DIRECTIONS:
Please print the whole listing again, exactly as shown.
BEGIN
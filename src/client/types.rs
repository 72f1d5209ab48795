//! 调用客户端的线协议与结果类型
//!
//! 请求：`{"id":1,"method":"call","params":{"tool":..,"args":..}}`；
//! 响应：`{"id":..,"ok":bool,"result":..,"error":..,"code":..,"retryable":bool}`。

use std::fmt;

use serde::{Deserialize, Serialize};
use serde_json::{json, Value};
use thiserror::Error;

use crate::client::breaker::BreakerState;

#[derive(Debug, Clone, PartialEq, Serialize, Deserialize)]
pub struct RpcRequest {
    pub id: u64,
    pub method: String,
    #[serde(default, skip_serializing_if = "Value::is_null")]
    pub params: Value,
}

impl RpcRequest {
    pub fn call(id: u64, tool: &str, args: Value) -> Self {
        Self {
            id,
            method: "call".to_string(),
            params: json!({ "tool": tool, "args": args }),
        }
    }

    pub fn list_tools(id: u64) -> Self {
        Self {
            id,
            method: "list_tools".to_string(),
            params: Value::Null,
        }
    }

    /// call 请求里的工具名与参数
    pub fn tool_and_args(&self) -> (Option<&str>, Value) {
        let tool = self.params.get("tool").and_then(Value::as_str);
        let args = self
            .params
            .get("args")
            .cloned()
            .filter(|a| !a.is_null())
            .unwrap_or_else(|| json!({}));
        (tool, args)
    }
}

#[derive(Debug, Clone, PartialEq, Serialize, Deserialize)]
pub struct RpcResponse {
    #[serde(default)]
    pub id: Option<u64>,
    pub ok: bool,
    #[serde(default)]
    pub result: Value,
    #[serde(default, skip_serializing_if = "Option::is_none")]
    pub error: Option<String>,
    #[serde(default, skip_serializing_if = "Option::is_none")]
    pub code: Option<String>,
    #[serde(default)]
    pub retryable: bool,
}

impl RpcResponse {
    pub fn ok(id: u64, result: Value) -> Self {
        Self {
            id: Some(id),
            ok: true,
            result,
            error: None,
            code: None,
            retryable: false,
        }
    }

    pub fn err(id: u64, message: impl Into<String>, code: &str) -> Self {
        Self {
            id: Some(id),
            ok: false,
            result: Value::Null,
            error: Some(message.into()),
            code: Some(code.to_string()),
            retryable: false,
        }
    }
}

/// 失败分类；序列化为 `CIRCUIT_OPEN` 这类大写标签
#[derive(Debug, Clone, Copy, PartialEq, Eq, Serialize, Deserialize)]
#[serde(rename_all = "SCREAMING_SNAKE_CASE")]
pub enum CallErrorCode {
    UnknownTool,
    CircuitOpen,
    Timeout,
    Transport,
    RateLimited,
    BadResponse,
    ToolError,
}

impl CallErrorCode {
    pub fn as_str(self) -> &'static str {
        match self {
            CallErrorCode::UnknownTool => "UNKNOWN_TOOL",
            CallErrorCode::CircuitOpen => "CIRCUIT_OPEN",
            CallErrorCode::Timeout => "TIMEOUT",
            CallErrorCode::Transport => "TRANSPORT",
            CallErrorCode::RateLimited => "RATE_LIMITED",
            CallErrorCode::BadResponse => "BAD_RESPONSE",
            CallErrorCode::ToolError => "TOOL_ERROR",
        }
    }

    /// 端点返回的 code 字段映射；限流与一般失败在熔断计数上一视同仁
    pub fn from_endpoint(code: Option<&str>) -> Self {
        match code {
            Some("RATE_LIMIT") | Some("RATE_LIMITED") => CallErrorCode::RateLimited,
            Some("TIMEOUT") => CallErrorCode::Timeout,
            _ => CallErrorCode::ToolError,
        }
    }
}

impl fmt::Display for CallErrorCode {
    fn fmt(&self, f: &mut fmt::Formatter<'_>) -> fmt::Result {
        f.write_str(self.as_str())
    }
}

/// 成功结果
#[derive(Debug, Clone, PartialEq, Serialize)]
pub struct CallSuccess {
    pub tool: String,
    pub server_id: String,
    pub result: Value,
    pub latency_ms: u64,
    pub from_cache: bool,
    pub circuit: BreakerState,
}

/// 失败结果：作为值返回给 handler，不跨调用边界 panic
#[derive(Debug, Clone, PartialEq, Serialize, Error)]
#[error("{tool}: {code}: {message}")]
pub struct CallFailure {
    pub tool: String,
    pub server_id: Option<String>,
    pub code: CallErrorCode,
    pub message: String,
    /// 失败后该工具的熔断状态；未知工具为 None
    pub circuit: Option<BreakerState>,
    pub latency_ms: u64,
}

impl CallFailure {
    pub fn unknown_tool(tool: &str) -> Self {
        Self {
            tool: tool.to_string(),
            server_id: None,
            code: CallErrorCode::UnknownTool,
            message: format!("tool not in registry: {tool}"),
            circuit: None,
            latency_ms: 0,
        }
    }
}

pub type CallResult = Result<CallSuccess, CallFailure>;

/// 单次调用选项
#[derive(Debug, Clone, Copy)]
pub struct CallOptions {
    /// false 时跳过缓存读写（仍受熔断约束）
    pub use_cache: bool,
    /// 覆盖客户端默认超时
    pub timeout: Option<std::time::Duration>,
}

impl Default for CallOptions {
    fn default() -> Self {
        Self {
            use_cache: true,
            timeout: None,
        }
    }
}

impl CallOptions {
    pub fn no_cache() -> Self {
        Self {
            use_cache: false,
            ..Self::default()
        }
    }
}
END
SOLUTION TO THIS EXERCISE:
filename src/client/types.rs
repository 72f1d5209ab48795
//! 调用客户端的线协议与结果类型
//!
//! 请求：`{"id":1,"method":"call","params":{"tool":..,"args":..}}`；
//! 响应：`{"id":..,"ok":bool,"result":..,"error":..,"code":..,"retryable":bool}`。

use std::fmt;

use serde::{Deserialize, Serialize};
use serde_json::{json, Value};
use thiserror::Error;

use crate::client::breaker::BreakerState;

#[derive(Debug, Clone, PartialEq, Serialize, Deserialize)]
pub struct RpcRequest {
    pub id: u64,
    pub method: String,
    #[serde(default, skip_serializing_if = "Value::is_null")]
    pub params: Value,
}

impl RpcRequest {
    pub fn call(id: u64, tool: &str, args: Value) -> Self {
        Self {
            id,
            method: "call".to_string(),
            params: json!({ "tool": tool, "args": args }),
        }
    }

    pub fn list_tools(id: u64) -> Self {
        Self {
            id,
            method: "list_tools".to_string(),
            params: Value::Null,
        }
    }

    /// call 请求里的工具名与参数
    pub fn tool_and_args(&self) -> (Option<&str>, Value) {
        let tool = self.params.get("tool").and_then(Value::as_str);
        let args = self
            .params
            .get("args")
            .cloned()
            .filter(|a| !a.is_null())
            .unwrap_or_else(|| json!({}));
        (tool, args)
    }
}

#[derive(Debug, Clone, PartialEq, Serialize, Deserialize)]
pub struct RpcResponse {
    #[serde(default)]
    pub id: Option<u64>,
    pub ok: bool,
    #[serde(default)]
    pub result: Value,
    #[serde(default, skip_serializing_if = "Option::is_none")]
    pub error: Option<String>,
    #[serde(default, skip_serializing_if = "Option::is_none")]
    pub code: Option<String>,
    #[serde(default)]
    pub retryable: bool,
}

impl RpcResponse {
    pub fn ok(id: u64, result: Value) -> Self {
        Self {
            id: Some(id),
            ok: true,
            result,
            error: None,
            code: None,
            retryable: false,
        }
    }

    pub fn err(id: u64, message: impl Into<String>, code: &str) -> Self {
        Self {
            id: Some(id),
            ok: false,
            result: Value::Null,
            error: Some(message.into()),
            code: Some(code.to_string()),
            retryable: false,
        }
    }
}

/// 失败分类；序列化为 `CIRCUIT_OPEN` 这类大写标签
#[derive(Debug, Clone, Copy, PartialEq, Eq, Serialize, Deserialize)]
#[serde(rename_all = "SCREAMING_SNAKE_CASE")]
pub enum CallErrorCode {
    UnknownTool,
    CircuitOpen,
    Timeout,
    Transport,
    RateLimited,
    BadResponse,
    ToolError,
}

impl CallErrorCode {
    pub fn as_str(self) -> &'static str {
        match self {
            CallErrorCode::UnknownTool => "UNKNOWN_TOOL",
            CallErrorCode::CircuitOpen => "CIRCUIT_OPEN",
            CallErrorCode::Timeout => "TIMEOUT",
            CallErrorCode::Transport => "TRANSPORT",
            CallErrorCode::RateLimited => "RATE_LIMITED",
            CallErrorCode::BadResponse => "BAD_RESPONSE",
            CallErrorCode::ToolError => "TOOL_ERROR",
        }
    }

    /// 端点返回的 code 字段映射；限流与一般失败在熔断计数上一视同仁
    pub fn from_endpoint(code: Option<&str>) -> Self {
        match code {
            Some("RATE_LIMIT") | Some("RATE_LIMITED") => CallErrorCode::RateLimited,
            Some("TIMEOUT") => CallErrorCode::Timeout,
            _ => CallErrorCode::ToolError,
        }
    }
}

impl fmt::Display for CallErrorCode {
    fn fmt(&self, f: &mut fmt::Formatter<'_>) -> fmt::Result {
        f.write_str(self.as_str())
    }
}

/// 成功结果
#[derive(Debug, Clone, PartialEq, Serialize)]
pub struct CallSuccess {
    pub tool: String,
    pub server_id: String,
    pub result: Value,
    pub latency_ms: u64,
    pub from_cache: bool,
    pub circuit: BreakerState,
}

/// 失败结果：作为值返回给 handler，不跨调用边界 panic
#[derive(Debug, Clone, PartialEq, Serialize, Error)]
#[error("{tool}: {code}: {message}")]
pub struct CallFailure {
    pub tool: String,
    pub server_id: Option<String>,
    pub code: CallErrorCode,
    pub message: String,
    /// 失败后该工具的熔断状态；未知工具为 None
    pub circuit: Option<BreakerState>,
    pub latency_ms: u64,
}

impl CallFailure {
    pub fn unknown_tool(tool: &str) -> Self {
        Self {
            tool: tool.to_string(),
            server_id: None,
            code: CallErrorCode::UnknownTool,
            message: format!("tool not in registry: {tool}"),
            circuit: None,
            latency_ms: 0,
        }
    }
}

pub type CallResult = Result<CallSuccess, CallFailure>;

/// 单次调用选项
#[derive(Debug, Clone, Copy)]
pub struct CallOptions {
    /// false 时跳过缓存读写（仍受熔断约束）
    pub use_cache: bool,
    /// 覆盖客户端默认超时
    pub timeout: Option<std::time::Duration>,
}

impl Default for CallOptions {
    fn default() -> Self {
        Self {
            use_cache: true,
            timeout: None,
        }
    }
}

impl CallOptions {
    pub fn no_cache() -> Self {
        Self {
            use_cache: false,
            ..Self::default()
        }
    }
}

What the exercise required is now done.